Soni Esteves
Nos últimos tempos, as palavras paz e guerra têm feito parte das nossas conversas, recorrentemente, e, sobretudo, temos colocado nelas uma carga emocional diferente, a comprovar que o peso de cada palavra se mede sempre pela vivência que a convoca.
Neste período letivo, os meus alunos desenvolveram um projeto interdisciplinar em torno dos temas “Direitos Humanos” e “Interculturalidade”. Por entre as múltiplas atividades, foi-lhes proposto lerem o meu último livro “A que sabe o mar”. Para quem não sabe, ele conta a história de dois rapazinhos, de cinco e sete anos, e das circunstâncias que os vão levar à condição de refugiados. Antes da leitura, foi pedido aos alunos que registassem o significado que tinham para eles as palavras “paz”, “guerra” e “refugiado”. Foi interessante verificar que, na maioria dos casos, não estabeleceram qualquer relação entre os termos, tendo-se referido a eles individualmente. Relativamente aos primeiros, assumiram-nos, em muitos casos, numa perspetiva pessoal: “a paz é o silêncio e a liberdade”, “estar um pouco em silêncio, sem estar preocupado”, “a calma e estar sozinho”, “precisamos dela para descansar”, “quando tudo está calmo”, “é estar em harmonia”, “é quando as pessoas estão calmas e felizes”… Da guerra disseram: “é quando as pessoas estão todas viradas umas contra as outras”, “é quando as pessoas estão todas a lutar”, “são países que combatem com as tropas, “é quando as pessoas lutam para ganhar coisas”, “a guerra é luta, não há calma, não há felicidade”… Quanto ao último vocábulo, muito desconheciam o que são refugiados, e os que sabiam culpavam a pobreza para a situação que os conduziam a essa condição.
Temos de perceber que estas crianças são alunos do 5.º ano, têm entre os 9 e os 11 anos e passaram os dois últimos anos a acreditar que o mal maior que podia acontecer ao mundo era ser assaltado por uma pandemia. Embora uma pandemia possa ser devastadora, talvez estas crianças tenham sido poupadas à grandeza dos números e à visão das filas de gente à porta dos hospitais, ou das pilhas de caixões à espera do destino final. Talvez as imagens mais inacreditáveis que guardem desse período sejam o afastamento da escola, a reclusão forçada, a visão das ruas vazias e o silêncio instalado. Não será, portanto, difícil de entender que, durante a leitura do livro, tivessem surgido muitas interrogações sobre a verossimilhança ou efabulação de quanto liam, tão distantes eram as realidades apresentadas.

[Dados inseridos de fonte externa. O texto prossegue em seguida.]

use serde::{Deserialize, Serialize};
use std::fmt;
use uuid::Uuid;

/// Identity of one realtime session. Every display name in a room carries a
/// suffix derived from it, so two sessions can never share a name.
#[derive(Debug, Clone, Copy, PartialEq, Eq, Hash, PartialOrd, Ord, Serialize, Deserialize)]
pub struct ConnectionId(Uuid);

impl ConnectionId {
    pub fn new() -> Self {
        Self(Uuid::new_v4())
    }

    /// `#` followed by the hyphen-free uuid. Clients display everything before the `#`.
    pub fn uniquifier(&self) -> String {
        format!("#{}", self.0.simple())
    }

    pub fn display_name(&self, nickname: &str) -> String {
        format!("{}{}", nickname, self.uniquifier())
    }
}

impl Default for ConnectionId {
    fn default() -> Self {
        Self::new()
    }
}

impl fmt::Display for ConnectionId {
    fn fmt(&self, f: &mut fmt::Formatter<'_>) -> fmt::Result {
        write!(f, "{}", self.0)
    }
}

/// Strips the per-connection suffix from a display name.
pub fn nickname_of(display_name: &str) -> &str {
    display_name
        .split_once('#')
        .map(|(nickname, _)| nickname)
        .unwrap_or(display_name)
}

#[cfg(test)]
mod tests {
    use super::*;

    #[test]
    fn test_display_name_round_trips_to_nickname() {
        let id = ConnectionId::new();
        let name = id.display_name("Alice");

        assert!(name.starts_with("Alice#"));
        assert_eq!(name.len(), "Alice#".len() + 32);
        assert_eq!(nickname_of(&name), "Alice");
    }

    #[test]
    fn test_distinct_connections_get_distinct_names() {
        let a = ConnectionId::new();
        let b = ConnectionId::new();
        assert_ne!(a.display_name("Sam"), b.display_name("Sam"));
    }
}
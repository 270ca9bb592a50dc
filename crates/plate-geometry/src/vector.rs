use serde::{Deserialize, Serialize};
use std::ops::{Add, Div, Mul, Neg, Sub};

/// A direction or displacement in 3D space.
#[derive(Debug, Clone, Copy, PartialEq, Serialize, Deserialize)]
pub struct Vec3 {
    pub x: f64,
    pub y: f64,
    pub z: f64,
}

impl Vec3 {
    pub const ZERO: Self = Self {
        x: 0.0,
        y: 0.0,
        z: 0.0,
    };
    pub const X: Self = Self {
        x: 1.0,
        y: 0.0,
        z: 0.0,
    };
    pub const Y: Self = Self {
        x: 0.0,
        y: 1.0,
        z: 0.0,
    };
    pub const Z: Self = Self {
        x: 0.0,
        y: 0.0,
        z: 1.0,
    };

    pub fn new(x: f64, y: f64, z: f64) -> Self {
        Self { x, y, z }
    }

    pub fn dot(&self, other: &Self) -> f64 {
        self.x * other.x + self.y * other.y + self.z * other.z
    }

    pub fn cross(&self, other: &Self) -> Self {
        Self {
            x: self.y * other.z - self.z * other.y,
            y: self.z * other.x - self.x * other.z,
            z: self.x * other.y - self.y * other.x,
        }
    }

    pub fn length(&self) -> f64 {
        self.length_squared().sqrt()
    }

    pub fn length_squared(&self) -> f64 {
        self.dot(self)
    }

    /// Unit vector in the same direction, or `None` for a near-zero or
    /// non-finite vector.
    pub fn normalized(&self) -> Option<Self> {
        let len = self.length();
        if !len.is_finite() || len < 1e-15 {
            None
        } else {
            Some(*self / len)
        }
    }

    /// Some vector perpendicular to `self`. Not normalized.
    pub fn any_perpendicular(&self) -> Self {
        // Cross with the basis axis least aligned with self.
        let ax = self.x.abs();
        let ay = self.y.abs();
        let az = self.z.abs();
        let basis = if ax <= ay && ax <= az {
            Self::X
        } else if ay <= az {
            Self::Y
        } else {
            Self::Z
        };
        self.cross(&basis)
    }

    pub fn is_finite(&self) -> bool {
        self.x.is_finite() && self.y.is_finite() && self.z.is_finite()
    }

    pub fn to_array(&self) -> [f64; 3] {
        [self.x, self.y, self.z]
    }
}

impl Add for Vec3 {
    type Output = Self;
    fn add(self, rhs: Self) -> Self::Output {
        Self::new(self.x + rhs.x, self.y + rhs.y, self.z + rhs.z)
    }
}

impl Sub for Vec3 {
    type Output = Self;
    fn sub(self, rhs: Self) -> Self::Output {
        Self::new(self.x - rhs.x, self.y - rhs.y, self.z - rhs.z)
    }
}

impl Mul<f64> for Vec3 {
    type Output = Self;
    fn mul(self, rhs: f64) -> Self::Output {
        Self::new(self.x * rhs, self.y * rhs, self.z * rhs)
    }
}

impl Mul<Vec3> for f64 {
    type Output = Vec3;
    fn mul(self, rhs: Vec3) -> Self::Output {
        Vec3::new(self * rhs.x, self * rhs.y, self * rhs.z)
    }
}

impl Div<f64> for Vec3 {
    type Output = Self;
    fn div(self, rhs: f64) -> Self::Output {
        Self::new(self.x / rhs, self.y / rhs, self.z / rhs)
    }
}

impl Neg for Vec3 {
    type Output = Self;
    fn neg(self) -> Self::Output {
        Self::new(-self.x, -self.y, -self.z)
    }
}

De facto, estavam perante um mundo desconhecido. Os acontecimentos eram tão crus, e as vivências das personagens tão espantosas, que não lhes parecia legítimo que fossem apresentados tamanhos desafios a duas crianças, mais novas do que eles, leitores. Como imaginar o troar de tiros pelas ruas, o fogo a entrar por dentro das casas e a obrigar as pessoas a escolherem a forma de morrer; como imaginar que, em minutos, uma aldeia se reduz a fumo, cinza e ruinas; como imaginar o cheiro a sangue e a morte; como imaginar homens, iguais a outros homens – não bichos – capazes de matar, raptar, em nome de uma verdade que não era a verdade dos outros; como poderiam aquelas duas crianças, que a sorte poupou, continuar a manter sonhos quando parecia que tudo se havia perdido? E assim se foi gerando uma proximidade, uma empatia, uma espécie de carinho pelas personagens, e a vontade de conhecer por inteiro aqueles destinos crescia.
Por fatalidade, antes ainda da conclusão da leitura, uma realidade profundamente triste veio bater-nos à porta. No dia 24 de fevereiro, todos os alunos, mesmo os mais distraídos com as questões do mundo, perceberam, em tempo real, aquelas noções anteriormente tão abstratas. Alguém tinha interrompido a paz de crianças como eles, de uma forma tão cruel como só uma guerra pode ser. E não era longe, era mesmo aqui, na Europa, a nossa casa. Terminamos, entretanto, a leitura do livro. Alguns mostraram-se comovidos; outros, na sua ingenuidade comovente, aventaram a hipótese de eu ter previsto, qual vidente, os últimos acontecimentos que levaram à onda de refugiados; outros, ainda, consideraram que a história deveria ter uma continuação, uma vez que o final fica em aberto. Será esse o próximo desafio a que terão de responder, dar um destino àquelas personagens. E eu só espero que os finais idealizados por estes alunos mostrem que a esperança ainda tem espaço nos seus pequeninos corações, porque uma coisa é conhecer o mundo, outra é negar-lhe futuro.